Akira Kurosawa's Early Career Was A Constant Struggle With The Censors
The globally acclaimed Japanese filmmaker Akira Kurosawa had a long a fruitful career, but like many artists, it got off to a rocky start. The Japanese government was aligned with the Axis powers in the 1940s and was strongly opposed to Western influences in media. They put extreme censors in place and directors had to gain their approval at each stage of the filmmaking process. For the first several years of his career, Kurosawa had to fight these censors at every turn to get his films made.
Kurosawa's debut film, "Sanshiro Sugata," was not the first original script he submitted to the Japanese censors, but it was the first that got their stamp of approval. The titular protagonist is an aspiring jujitsu artist that abandons his practice to train with a judo master and fight for the love of his former teacher's daughter. The film chiefly explores the key differences in the ancient disciplines of jujitsu and judo, but it includes trademarks from Hollywood movies that almost didn't make it past the censors.
The director was still holding a grudge against the Japanese censors for turning down his first few scripts.
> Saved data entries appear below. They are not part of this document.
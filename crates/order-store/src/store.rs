use async_trait::async_trait;

use crate::{OrderNumber, PurchaseRecord, Result};

/// Core trait for purchase record storage.
///
/// The store is the single authority on order number uniqueness: callers may
/// race on [`OrderStore::next_order_number`], but only one `create` per
/// number ever succeeds. All implementations must be thread-safe.
#[async_trait]
pub trait OrderStore: Send + Sync {
    /// Returns the number of stored records.
    async fn count(&self) -> Result<u64>;

    /// Returns the next free order number: the highest stored number plus
    /// one, or 1 for an empty store.
    ///
    /// This is a read. Two concurrent callers can observe the same value;
    /// the loser finds out when `create` returns `DuplicateOrder`.
    async fn next_order_number(&self) -> Result<OrderNumber>;

    /// Persists a new record.
    ///
    /// Fails with `DuplicateOrder` if a record with the same order number
    /// already exists.
    async fn create(&self, record: PurchaseRecord) -> Result<PurchaseRecord>;

    /// Returns a snapshot of all records, highest order number first.
    async fn list_descending_by_order(&self) -> Result<Vec<PurchaseRecord>>;

    /// Looks up a single record.
    async fn find_by_order_number(&self, order_number: OrderNumber)
    -> Result<Option<PurchaseRecord>>;

    /// Removes a record, returning it if it existed.
    async fn delete_by_order_number(
        &self,
        order_number: OrderNumber,
    ) -> Result<Option<PurchaseRecord>>;
}

/// Extension trait providing convenience methods for order stores.
#[async_trait]
pub trait OrderStoreExt: OrderStore {
    /// Checks if a record exists for the order number.
    async fn exists(&self, order_number: OrderNumber) -> Result<bool> {
        Ok(self.find_by_order_number(order_number).await?.is_some())
    }
}

// Blanket implementation for all OrderStore implementations
impl<T: OrderStore + ?Sized> OrderStoreExt for T {}

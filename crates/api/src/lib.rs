//! HTTP API server with observability for the ticketing service.
//!
//! Provides REST endpoints for buying tickets, fetching ticket codes and
//! administering purchases, with structured logging (tracing) and
//! Prometheus metrics.

pub mod config;
pub mod error;
pub mod routes;

use std::sync::Arc;

use artifact_store::ArtifactStore;
use axum::Router;
use axum::routing::{get, post};
use metrics_exporter_prometheus::PrometheusHandle;
use order_store::OrderStore;
use ticketing::{AdminSecret, AdminService, PurchaseOrchestrator, TicketLookup};
use tower_http::cors::{Any, CorsLayer};
use tower_http::trace::TraceLayer;

use config::Config;
use routes::AppState;

/// Creates the Axum application router with all routes and shared state.
pub fn create_app<O, A>(state: Arc<AppState<O, A>>, metrics_handle: PrometheusHandle) -> Router
where
    O: OrderStore + 'static,
    A: ArtifactStore + 'static,
{
    let metrics_router = Router::new()
        .route("/metrics", get(routes::system::metrics))
        .with_state(metrics_handle);

    Router::new()
        .route("/health", get(routes::system::health))
        .route("/purchases", post(routes::purchases::create::<O, A>))
        .route(
            "/purchases/{order_number}/ticket",
            get(routes::purchases::ticket::<O, A>),
        )
        .route("/codes", post(routes::codes::generate::<O, A>))
        .route("/admin/purchases", get(routes::admin::list::<O, A>))
        .route(
            "/admin/purchases/{order_number}",
            get(routes::admin::get::<O, A>).delete(routes::admin::cancel::<O, A>),
        )
        .route("/admin/tickets/verify", post(routes::admin::verify::<O, A>))
        .with_state(state)
        .merge(metrics_router)
        .layer(
            CorsLayer::new()
                .allow_origin(Any)
                .allow_methods(Any)
                .allow_headers(Any),
        )
        .layer(TraceLayer::new_for_http())
}

/// Wires the ticketing services over the given stores.
pub fn create_default_state<O, A>(orders: O, artifacts: A, config: &Config) -> Arc<AppState<O, A>>
where
    O: OrderStore + Clone,
    A: ArtifactStore + Clone,
{
    let generator = config.code_generator();

    if config.admin_secret.is_empty() {
        tracing::warn!("ADMIN_SECRET is not set, admin routes are disabled");
    }

    Arc::new(AppState {
        orchestrator: PurchaseOrchestrator::new(orders.clone(), artifacts.clone(), generator)
            .with_config(config.orchestrator()),
        lookup: TicketLookup::new(orders.clone(), artifacts.clone()),
        admin: AdminService::new(
            orders,
            artifacts,
            AdminSecret::new(config.admin_secret.clone()),
        ),
        generator,
    })
}
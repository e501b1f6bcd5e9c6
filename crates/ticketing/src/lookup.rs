//! Buyer-facing ticket retrieval.

use artifact_store::{ArtifactPath, ArtifactStore};
use common::OrderNumber;
use order_store::OrderStore;

use crate::error::{Result, TicketingError};

/// Serves the ticket code image of an existing purchase.
pub struct TicketLookup<O, A>
where
    O: OrderStore,
    A: ArtifactStore,
{
    orders: O,
    artifacts: A,
}

impl<O, A> TicketLookup<O, A>
where
    O: OrderStore,
    A: ArtifactStore,
{
    pub fn new(orders: O, artifacts: A) -> Self {
        Self { orders, artifacts }
    }

    /// Returns the PNG bytes for `order_number`.
    ///
    /// `NotFound` if the purchase does not exist or its artifact is missing.
    #[tracing::instrument(skip(self))]
    pub async fn ticket_image(&self, order_number: OrderNumber) -> Result<Vec<u8>> {
        let record = self
            .orders
            .find_by_order_number(order_number)
            .await?
            .ok_or(TicketingError::NotFound(order_number))?;

        let path: ArtifactPath = record.artifact_path.parse()?;
        match self.artifacts.read(&path).await? {
            Some(bytes) => Ok(bytes),
            None => {
                tracing::error!(%order_number, %path, "purchase record has no artifact");
                Err(TicketingError::NotFound(order_number))
            }
        }
    }
}
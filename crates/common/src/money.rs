use serde::{Deserialize, Serialize};

/// Money amount represented in cents to avoid floating point issues.
#[derive(Debug, Clone, Copy, PartialEq, Eq, PartialOrd, Ord, Hash, Serialize, Deserialize)]
#[serde(transparent)]
pub struct Money {
    cents: i64,
}

impl Money {
    /// Creates a new Money amount from cents.
    pub fn from_cents(cents: i64) -> Self {
        Self { cents }
    }

    /// Converts a decimal amount (as it arrives in JSON) to cents.
    ///
    /// Rounds to the nearest cent. Returns `None` for NaN, infinities and
    /// values outside the representable range.
    pub fn from_decimal(amount: f64) -> Option<Self> {
        if !amount.is_finite() {
            return None;
        }
        let cents = (amount * 100.0).round();
        if cents.abs() >= i64::MAX as f64 {
            return None;
        }
        Some(Self {
            cents: cents as i64,
        })
    }

    /// Parses the `units.cc` form produced by [`Money::to_decimal_string`].
    pub fn parse_decimal(s: &str) -> Option<Self> {
        let (negative, digits) = match s.strip_prefix('-') {
            Some(rest) => (true, rest),
            None => (false, s),
        };
        let (units, fraction) = digits.split_once('.')?;
        if units.is_empty()
            || fraction.len() != 2
            || !units.bytes().all(|b| b.is_ascii_digit())
            || !fraction.bytes().all(|b| b.is_ascii_digit())
        {
            return None;
        }
        let units: i64 = units.parse().ok()?;
        let fraction: i64 = fraction.parse().ok()?;
        let cents = units.checked_mul(100)?.checked_add(fraction)?;
        Some(Self {
            cents: if negative { -cents } else { cents },
        })
    }

    /// Returns zero money.
    pub fn zero() -> Self {
        Self { cents: 0 }
    }

    /// Returns the amount in cents.
    pub fn cents(&self) -> i64 {
        self.cents
    }

    /// Returns the whole-unit portion.
    pub fn units(&self) -> i64 {
        self.cents / 100
    }

    /// Returns the cents portion (remainder after whole units).
    pub fn cents_part(&self) -> i64 {
        self.cents.abs() % 100
    }

    /// Returns true if the amount is positive.
    pub fn is_positive(&self) -> bool {
        self.cents > 0
    }

    /// Multiplies by a quantity.
    pub fn multiply(&self, quantity: u32) -> Money {
        Money {
            cents: self.cents.saturating_mul(quantity as i64),
        }
    }

    /// Formats as `units.cc` without a currency symbol, e.g. `50.00`.
    pub fn to_decimal_string(&self) -> String {
        let sign = if self.cents < 0 { "-" } else { "" };
        format!("{sign}{}.{:02}", self.units().abs(), self.cents_part())
    }

    /// Returns the amount as a float, for JSON responses.
    pub fn as_decimal(&self) -> f64 {
        self.cents as f64 / 100.0
    }
}

impl Default for Money {
    fn default() -> Self {
        Self::zero()
    }
}

#[cfg(test)]
mod tests {
    use super::*;

    #[test]
    fn test_money_from_cents() {
        let money = Money::from_cents(1234);
        assert_eq!(money.cents(), 1234);
        assert_eq!(money.units(), 12);
        assert_eq!(money.cents_part(), 34);
    }

    #[test]
    fn test_money_from_decimal_rounds_to_cents() {
        assert_eq!(Money::from_decimal(50.0).unwrap().cents(), 5000);
        assert_eq!(Money::from_decimal(19.99).unwrap().cents(), 1999);
        assert_eq!(Money::from_decimal(0.005).unwrap().cents(), 1);
        assert_eq!(Money::from_decimal(0.004).unwrap().cents(), 0);
    }

    #[test]
    fn test_money_from_decimal_rejects_non_finite() {
        assert!(Money::from_decimal(f64::NAN).is_none());
        assert!(Money::from_decimal(f64::INFINITY).is_none());
        assert!(Money::from_decimal(1e300).is_none());
    }

    #[test]
    fn test_money_decimal_string() {
        assert_eq!(Money::from_cents(5000).to_decimal_string(), "50.00");
        assert_eq!(Money::from_cents(5).to_decimal_string(), "0.05");
        assert_eq!(Money::from_cents(-1234).to_decimal_string(), "-12.34");
    }

    #[test]
    fn test_money_parse_decimal() {
        assert_eq!(Money::parse_decimal("50.00"), Some(Money::from_cents(5000)));
        assert_eq!(Money::parse_decimal("0.05"), Some(Money::from_cents(5)));
        assert_eq!(Money::parse_decimal("-1.50"), Some(Money::from_cents(-150)));
        assert_eq!(Money::parse_decimal("50"), None);
        assert_eq!(Money::parse_decimal("50.0"), None);
        assert_eq!(Money::parse_decimal(".50"), None);
        assert_eq!(Money::parse_decimal("5a.00"), None);
    }

    #[test]
    fn test_money_multiply() {
        assert_eq!(Money::from_cents(5000).multiply(2).cents(), 10000);
        assert!(Money::from_cents(1).is_positive());
        assert!(!Money::zero().is_positive());
    }
}
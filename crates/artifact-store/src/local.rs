use std::io::ErrorKind;
use std::path::{Path, PathBuf};

use async_trait::async_trait;
use tokio::io::AsyncWriteExt;
use uuid::Uuid;

use crate::{
    ArtifactPath, ArtifactStoreError, BucketHandle, DayBucket, Result, store::ArtifactStore,
};

/// Artifact store on the local filesystem.
///
/// Layout: `<root>/<YYYY-MM-DD>/<filename>`. Writes go to a hidden temporary
/// file in the same directory and are published with a hard link, which
/// fails instead of replacing an existing file.
#[derive(Debug, Clone)]
pub struct LocalArtifactStore {
    root: PathBuf,
}

impl LocalArtifactStore {
    /// Creates a store rooted at `root`. The directory is created lazily.
    pub fn new(root: impl Into<PathBuf>) -> Self {
        Self { root: root.into() }
    }

    pub fn root(&self) -> &Path {
        &self.root
    }

    /// Returns the absolute location of an artifact on disk.
    pub fn resolve(&self, path: &ArtifactPath) -> PathBuf {
        self.bucket_dir(path.bucket()).join(path.filename())
    }

    fn bucket_dir(&self, day: DayBucket) -> PathBuf {
        self.root.join(day.to_string())
    }

    async fn write_temp(&self, temp_path: &Path, bytes: &[u8]) -> std::io::Result<()> {
        let mut file = tokio::fs::OpenOptions::new()
            .write(true)
            .create_new(true)
            .open(temp_path)
            .await?;
        file.write_all(bytes).await?;
        file.sync_all().await?;
        Ok(())
    }
}

#[async_trait]
impl ArtifactStore for LocalArtifactStore {
    #[tracing::instrument(skip(self), fields(root = %self.root.display()))]
    async fn ensure_bucket(&self, day: DayBucket) -> Result<BucketHandle> {
        let dir = self.bucket_dir(day);
        tokio::fs::create_dir_all(&dir)
            .await
            .map_err(|e| ArtifactStoreError::unavailable(&dir, e))?;
        Ok(BucketHandle::new(day))
    }

    #[tracing::instrument(skip(self, bytes), fields(len = bytes.len()))]
    async fn write(
        &self,
        bucket: &BucketHandle,
        filename: &str,
        bytes: &[u8],
    ) -> Result<ArtifactPath> {
        let path = ArtifactPath::new(bucket.day(), filename)?;
        let final_path = self.resolve(&path);
        let temp_path = self
            .bucket_dir(bucket.day())
            .join(format!(".{filename}.{}.tmp", Uuid::new_v4()));

        if let Err(e) = self.write_temp(&temp_path, bytes).await {
            let _ = tokio::fs::remove_file(&temp_path).await;
            return Err(ArtifactStoreError::unavailable(&temp_path, e));
        }

        let published = tokio::fs::hard_link(&temp_path, &final_path).await;

        if let Err(e) = tokio::fs::remove_file(&temp_path).await {
            tracing::warn!(path = %temp_path.display(), error = %e, "failed to remove temporary artifact");
        }

        match published {
            Ok(()) => Ok(path),
            Err(e) if e.kind() == ErrorKind::AlreadyExists => {
                Err(ArtifactStoreError::AlreadyExists(path))
            }
            Err(e) => Err(ArtifactStoreError::unavailable(&final_path, e)),
        }
    }

    #[tracing::instrument(skip(self), fields(path = %path))]
    async fn delete(&self, path: &ArtifactPath) -> Result<()> {
        let full = self.resolve(path);
        match tokio::fs::remove_file(&full).await {
            Ok(()) => Ok(()),
            Err(e) if e.kind() == ErrorKind::NotFound => Ok(()),
            Err(e) => Err(ArtifactStoreError::unavailable(&full, e)),
        }
    }

    async fn exists(&self, path: &ArtifactPath) -> Result<bool> {
        let full = self.resolve(path);
        tokio::fs::try_exists(&full)
            .await
            .map_err(|e| ArtifactStoreError::unavailable(&full, e))
    }

    async fn read(&self, path: &ArtifactPath) -> Result<Option<Vec<u8>>> {
        let full = self.resolve(path);
        match tokio::fs::read(&full).await {
            Ok(bytes) => Ok(Some(bytes)),
            Err(e) if e.kind() == ErrorKind::NotFound => Ok(None),
            Err(e) => Err(ArtifactStoreError::unavailable(&full, e)),
        }
    }
}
He had "maybe more than three" scripts neglected by the censors from Japan's Ministry of Internal Affairs and Communications, Kurosawa recalled in the documentary My Life in Cinema. He "bore a deep grudge against the censors," he told fellow filmmaker Nagisa Ōshima. "Censors were such a formidable presence, taking advantage of their borrowed authority."
Even though he managed to get "Sanshiro Sugata" through the first round of review, he still had to earn the government's approval to release the film. In fact, another beloved Japanese director had to step in to ensure that the film made it past the censors and into theaters.
Kurosawa's work was too Westernized for Japanese censors
When Kurosawa brought his finished debut film before censors, they were extremely reluctant to approve of it. One of them told the director that "the way characters addressed each other, or a kissing scene on a staircase, suggested Western influence," Kurosawa remembered. The filmmaker "reached his tipping point and was about to storm out" when fellow director Yasujirō Ozu chimed in and said that his movie had received a more than perfect score — 120 out of 100 points. "Thanks to Ozu, the movie was approved," Kurosawa asserted.
Mercifully, Japanese filmmakers were not limited by these censors for long. "The first thing the Americans did [after winning World War II] was get rid of the censors. I was impressed by that," the "Seven Samurai" director exclaimed. His final showdown with the Ministry took place after the war, when he made "The Men Who Tread on the Tiger's Tail." The censors no longer had any legal authority, but Kurosawa was summoned before them nonetheless. One of them called the script "worthless," to which the filmmaker retaliated, "If a worthless guy calls it worthless, it must be a good script." Through a technicality, "Tiger's Tail" was shot without proper approval. It would not be released until 1952, when the previous censor was replaced by a more lenient successor.
The Japanese government of the 1940s had a lot of questionable practices, but censoring their media was among the worst. Kurosawa is universally recognized as one of the best filmmakers of all time, and it is heartbreaking to think that the world was deprived of his earliest work in the name of anti-Western sentiment.